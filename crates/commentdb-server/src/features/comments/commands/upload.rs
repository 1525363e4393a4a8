//! CSV upload workflow
//!
//! Accepts one uploaded file, runs it through the ingestion pipeline and
//! commits the valid rows. Row-level problems are part of a successful
//! response; a missing header or a storage failure fails the whole upload with
//! nothing committed.

use commentdb_ingest::{CsvIngestor, IngestError, IngestReport};
use mediator::Request;
use serde::{Deserialize, Serialize};
use sqlx::PgPool;

use super::commit::{self, CommitCommentsCommand, CommitCommentsError};

pub const UPLOAD_SUCCESS_MESSAGE: &str = "CSV processed successfully";

#[derive(Debug, Clone, Default, Serialize, Deserialize)]
#[serde(rename_all = "camelCase")]
pub struct UploadCommentsCommand {
    pub filename: Option<String>,
    pub content_type: Option<String>,
    #[serde(skip_serializing_if = "Option::is_none")]
    pub content: Option<Vec<u8>>,
}

#[derive(Debug, Clone, Serialize, Deserialize)]
#[serde(rename_all = "camelCase")]
pub struct UploadCommentsResponse {
    pub message: String,
    pub stats: IngestReport,
}

#[derive(Debug, thiserror::Error)]
pub enum UploadCommentsError {
    #[error("No file uploaded")]
    NoFile,
    #[error("Only CSV files are allowed")]
    NotCsv,
    #[error(transparent)]
    Ingest(#[from] IngestError),
    #[error(transparent)]
    Commit(#[from] CommitCommentsError),
}

impl Request<Result<UploadCommentsResponse, UploadCommentsError>> for UploadCommentsCommand {}

impl crate::cqrs::middleware::Command for UploadCommentsCommand {}

impl UploadCommentsCommand {
    pub fn validate(&self) -> Result<(), UploadCommentsError> {
        if self.content.is_none() {
            return Err(UploadCommentsError::NoFile);
        }
        if !self.is_csv() {
            return Err(UploadCommentsError::NotCsv);
        }
        Ok(())
    }

    /// `text/csv` content type (parameters ignored) or a `.csv` file name
    fn is_csv(&self) -> bool {
        let csv_mime = self.content_type.as_deref().is_some_and(|ct| {
            ct.split(';')
                .next()
                .is_some_and(|essence| essence.trim().eq_ignore_ascii_case("text/csv"))
        });
        let csv_name = self
            .filename
            .as_deref()
            .is_some_and(|name| name.to_ascii_lowercase().ends_with(".csv"));
        csv_mime || csv_name
    }
}

#[tracing::instrument(
    skip(pool, command),
    fields(filename = ?command.filename, bytes = command.content.as_ref().map(Vec::len))
)]
pub async fn handle(
    pool: PgPool,
    command: UploadCommentsCommand,
) -> Result<UploadCommentsResponse, UploadCommentsError> {
    command.validate()?;
    let content = command.content.unwrap_or_default();

    let result = CsvIngestor::new()?.ingest(&content)?;

    let commit = commit::handle(
        pool,
        CommitCommentsCommand {
            records: result.valid_records.clone(),
        },
    )
    .await?;

    let stats = IngestReport::new(&result, commit.committed);
    tracing::info!(
        total_rows = stats.total_rows,
        successful_rows = stats.successful_rows,
        failed_rows = stats.failed_rows,
        "CSV upload processed"
    );

    Ok(UploadCommentsResponse {
        message: UPLOAD_SUCCESS_MESSAGE.to_string(),
        stats,
    })
}
use serde::{Deserialize, Serialize};
use std::fmt;

/// Unique identifier for a block type. Opaque to the octree apart from
/// `AIR`, which is never stored as a data record.
#[derive(Debug, Clone, Copy, PartialEq, Eq, Hash, PartialOrd, Ord, Serialize, Deserialize)]
#[repr(transparent)]
pub struct BlockId(pub u16);

// Safe because BlockId is just a u16
unsafe impl bytemuck::Pod for BlockId {}
unsafe impl bytemuck::Zeroable for BlockId {}

impl Default for BlockId {
    fn default() -> Self {
        BlockId::AIR
    }
}

impl fmt::Display for BlockId {
    fn fmt(&self, f: &mut fmt::Formatter<'_>) -> fmt::Result {
        match *self {
            BlockId::AIR => write!(f, "Air"),
            BlockId::GRASS => write!(f, "Grass"),
            BlockId::DIRT => write!(f, "Dirt"),
            BlockId::STONE => write!(f, "Stone"),
            BlockId::WOOD => write!(f, "Wood"),
            BlockId::SAND => write!(f, "Sand"),
            BlockId::WATER => write!(f, "Water"),
            BlockId::LEAVES => write!(f, "Leaves"),
            BlockId::GLASS => write!(f, "Glass"),
            BlockId::BEDROCK => write!(f, "Bedrock"),
            BlockId::GLOWSTONE => write!(f, "Glowstone"),
            _ => write!(f, "Block({})", self.0),
        }
    }
}

impl BlockId {
    pub const AIR: BlockId = BlockId(0);
    pub const GRASS: BlockId = BlockId(1);
    pub const DIRT: BlockId = BlockId(2);
    pub const STONE: BlockId = BlockId(3);
    pub const WOOD: BlockId = BlockId(4);
    pub const SAND: BlockId = BlockId(5);
    pub const WATER: BlockId = BlockId(6);
    pub const LEAVES: BlockId = BlockId(7);
    pub const GLASS: BlockId = BlockId(8);
    pub const BEDROCK: BlockId = BlockId(13);
    pub const GLOWSTONE: BlockId = BlockId(36);

    /// Create a new BlockId from a raw u16 value
    pub const fn new(id: u16) -> Self {
        BlockId(id)
    }

    #[inline]
    pub fn is_air(self) -> bool {
        self == BlockId::AIR
    }
}

/// Atlas a block's texture lives in
pub type AtlasId = u32;

/// Texture slot inside an atlas
pub type TextureId = u32;

/// Data needed to render a block
#[derive(Debug, Clone, Copy, PartialEq, Serialize, Deserialize)]
pub struct RenderData {
    pub color: [f32; 3],
    pub atlas_id: AtlasId,
    pub texture_id: TextureId,
}

/// Physical properties of a block
#[derive(Debug, Clone, Copy, PartialEq, Serialize, Deserialize)]
pub struct PhysicsProperties {
    pub solid: bool,
    pub density: f32,
}

/// Everything the registry knows about one block type
#[derive(Debug, Clone, PartialEq)]
pub struct BlockProperties {
    pub id: BlockId,
    pub name: String,
    pub render_data: RenderData,
    pub physics: PhysicsProperties,
}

--

◆ **What you should do**: Each line of the data is to be retyped exactly.

◆ **Task response**:
filename crates/commentdb-server/src/features/comments/commands/upload.rs
repository 1525363e4393a4a8
//! CSV upload workflow
//!
//! Accepts one uploaded file, runs it through the ingestion pipeline and
//! commits the valid rows. Row-level problems are part of a successful
//! response; a missing header or a storage failure fails the whole upload with
//! nothing committed.

use commentdb_ingest::{CsvIngestor, IngestError, IngestReport};
use mediator::Request;
use serde::{Deserialize, Serialize};
use sqlx::PgPool;

use super::commit::{self, CommitCommentsCommand, CommitCommentsError};

pub const UPLOAD_SUCCESS_MESSAGE: &str = "CSV processed successfully";

#[derive(Debug, Clone, Default, Serialize, Deserialize)]
#[serde(rename_all = "camelCase")]
pub struct UploadCommentsCommand {
    pub filename: Option<String>,
    pub content_type: Option<String>,
    #[serde(skip_serializing_if = "Option::is_none")]
    pub content: Option<Vec<u8>>,
}

#[derive(Debug, Clone, Serialize, Deserialize)]
#[serde(rename_all = "camelCase")]
pub struct UploadCommentsResponse {
    pub message: String,
    pub stats: IngestReport,
}

#[derive(Debug, thiserror::Error)]
pub enum UploadCommentsError {
    #[error("No file uploaded")]
    NoFile,
    #[error("Only CSV files are allowed")]
    NotCsv,
    #[error(transparent)]
    Ingest(#[from] IngestError),
    #[error(transparent)]
    Commit(#[from] CommitCommentsError),
}

impl Request<Result<UploadCommentsResponse, UploadCommentsError>> for UploadCommentsCommand {}

impl crate::cqrs::middleware::Command for UploadCommentsCommand {}

impl UploadCommentsCommand {
    pub fn validate(&self) -> Result<(), UploadCommentsError> {
        if self.content.is_none() {
            return Err(UploadCommentsError::NoFile);
        }
        if !self.is_csv() {
            return Err(UploadCommentsError::NotCsv);
        }
        Ok(())
    }

    /// `text/csv` content type (parameters ignored) or a `.csv` file name
    fn is_csv(&self) -> bool {
        let csv_mime = self.content_type.as_deref().is_some_and(|ct| {
            ct.split(';')
                .next()
                .is_some_and(|essence| essence.trim().eq_ignore_ascii_case("text/csv"))
        });
        let csv_name = self
            .filename
            .as_deref()
            .is_some_and(|name| name.to_ascii_lowercase().ends_with(".csv"));
        csv_mime || csv_name
    }
}

#[tracing::instrument(
    skip(pool, command),
    fields(filename = ?command.filename, bytes = command.content.as_ref().map(Vec::len))
)]
pub async fn handle(
    pool: PgPool,
    command: UploadCommentsCommand,
) -> Result<UploadCommentsResponse, UploadCommentsError> {
    command.validate()?;
    let content = command.content.unwrap_or_default();

    let result = CsvIngestor::new()?.ingest(&content)?;

    let commit = commit::handle(
        pool,
        CommitCommentsCommand {
            records: result.valid_records.clone(),
        },
    )
    .await?;

    let stats = IngestReport::new(&result, commit.committed);
    tracing::info!(
        total_rows = stats.total_rows,
        successful_rows = stats.successful_rows,
        failed_rows = stats.failed_rows,
        "CSV upload processed"
    );

    Ok(UploadCommentsResponse {
        message: UPLOAD_SUCCESS_MESSAGE.to_string(),
        stats,
    })
}
use serde::{Deserialize, Serialize};
use std::fmt;

/// Unique identifier for a block type. Opaque to the octree apart from
/// `AIR`, which is never stored as a data record.
#[derive(Debug, Clone, Copy, PartialEq, Eq, Hash, PartialOrd, Ord, Serialize, Deserialize)]
#[repr(transparent)]
pub struct BlockId(pub u16);

// Safe because BlockId is just a u16
unsafe impl bytemuck::Pod for BlockId {}
unsafe impl bytemuck::Zeroable for BlockId {}

impl Default for BlockId {
    fn default() -> Self {
        BlockId::AIR
    }
}

impl fmt::Display for BlockId {
    fn fmt(&self, f: &mut fmt::Formatter<'_>) -> fmt::Result {
        match *self {
            BlockId::AIR => write!(f, "Air"),
            BlockId::GRASS => write!(f, "Grass"),
            BlockId::DIRT => write!(f, "Dirt"),
            BlockId::STONE => write!(f, "Stone"),
            BlockId::WOOD => write!(f, "Wood"),
            BlockId::SAND => write!(f, "Sand"),
            BlockId::WATER => write!(f, "Water"),
            BlockId::LEAVES => write!(f, "Leaves"),
            BlockId::GLASS => write!(f, "Glass"),
            BlockId::BEDROCK => write!(f, "Bedrock"),
            BlockId::GLOWSTONE => write!(f, "Glowstone"),
            _ => write!(f, "Block({})", self.0),
        }
    }
}

impl BlockId {
    pub const AIR: BlockId = BlockId(0);
    pub const GRASS: BlockId = BlockId(1);
    pub const DIRT: BlockId = BlockId(2);
    pub const STONE: BlockId = BlockId(3);
    pub const WOOD: BlockId = BlockId(4);
    pub const SAND: BlockId = BlockId(5);
    pub const WATER: BlockId = BlockId(6);
    pub const LEAVES: BlockId = BlockId(7);
    pub const GLASS: BlockId = BlockId(8);
    pub const BEDROCK: BlockId = BlockId(13);
    pub const GLOWSTONE: BlockId = BlockId(36);

    /// Create a new BlockId from a raw u16 value
    pub const fn new(id: u16) -> Self {
        BlockId(id)
    }

    #[inline]
    pub fn is_air(self) -> bool {
        self == BlockId::AIR
    }
}

/// Atlas a block's texture lives in
pub type AtlasId = u32;

/// Texture slot inside an atlas
pub type TextureId = u32;

/// Data needed to render a block
#[derive(Debug, Clone, Copy, PartialEq, Serialize, Deserialize)]
pub struct RenderData {
    pub color: [f32; 3],
    pub atlas_id: AtlasId,
    pub texture_id: TextureId,
}

/// Physical properties of a block
#[derive(Debug, Clone, Copy, PartialEq, Serialize, Deserialize)]
pub struct PhysicsProperties {
    pub solid: bool,
    pub density: f32,
}

/// Everything the registry knows about one block type
#[derive(Debug, Clone, PartialEq)]
pub struct BlockProperties {
    pub id: BlockId,
    pub name: String,
    pub render_data: RenderData,
    pub physics: PhysicsProperties,
}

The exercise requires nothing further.